(Collected data entries)
<<<<
//! Token generation from the kernel entropy source.
//!
//! Two token shapes are produced: one-time tokens (`ott-` + 8 alphanumeric
//! characters) that stand in for request identifiers on the wire, and
//! request identifiers (`req-` + 8 lowercase hex characters) minted when a
//! request is blocked. Both draw exclusively from kernel entropy; there is
//! no userspace PRNG fallback. Any entropy failure aborts the caller's
//! operation (fail-closed).

use thiserror::Error;

/// Total length of a one-time token: "ott-" plus 8 characters.
pub const OTT_LEN: usize = 12;

/// Total length of a request identifier: "req-" plus 8 hex characters.
pub const REQUEST_ID_LEN: usize = 12;

const OTT_RANDOM_BYTES: usize = 8;

/// 62-character alphanumeric alphabet for token code characters.
/// One entropy byte maps to one character via modulo 62; the reduction
/// slightly overweights the last four alphabet positions, accepted for a
/// short-TTL namespace with set-if-absent collision retry.
const OTT_CHARSET: &[u8; 62] =
    b"abcdefghijklmnopqrstuvwxyzABCDEFGHIJKLMNOPQRSTUVWXYZ0123456789";

#[derive(Debug, Error)]
pub enum TokenError {
    #[error("kernel entropy source failed: {0}")]
    Entropy(getrandom::Error),
}

impl From<getrandom::Error> for TokenError {
    fn from(e: getrandom::Error) -> Self {
        TokenError::Entropy(e)
    }
}

/// Generate a one-time token of the form `ott-[A-Za-z0-9]{8}`.
pub fn generate_ott() -> Result<String, TokenError> {
    let mut raw = [0u8; OTT_RANDOM_BYTES];
    getrandom::getrandom(&mut raw)?;

    let mut out = String::with_capacity(OTT_LEN);
    out.push_str("ott-");
    for byte in raw {
        out.push(OTT_CHARSET[(byte % 62) as usize] as char);
    }
    Ok(out)
}

/// Generate a request identifier of the form `req-[a-f0-9]{8}`.
pub fn generate_request_id() -> Result<String, TokenError> {
    let mut raw = [0u8; 4];
    getrandom::getrandom(&mut raw)?;
    Ok(format!("req-{}", hex::encode(raw)))
}

/// Strict format check for a request identifier before it is trusted as a
/// key component: exactly `req-` followed by 8 lowercase hex characters.
pub fn is_valid_request_id(candidate: &str) -> bool {
    let bytes = candidate.as_bytes();
    bytes.len() == REQUEST_ID_LEN
        && bytes.starts_with(b"req-")
        && bytes[4..]
            .iter()
            .all(|c| matches!(c, b'0'..=b'9' | b'a'..=b'f'))
}

// ── Tests ───────────────────────────────────────────────────────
>>>>
• **WORK INSTRUCTION**: Would you please copy all lines in the data that contain the word "getrandom"?

• **TASK RESULT**:
    Entropy(getrandom::Error),
impl From<getrandom::Error> for TokenError {
    fn from(e: getrandom::Error) -> Self {
    getrandom::getrandom(&mut raw)?;
    getrandom::getrandom(&mut raw)?;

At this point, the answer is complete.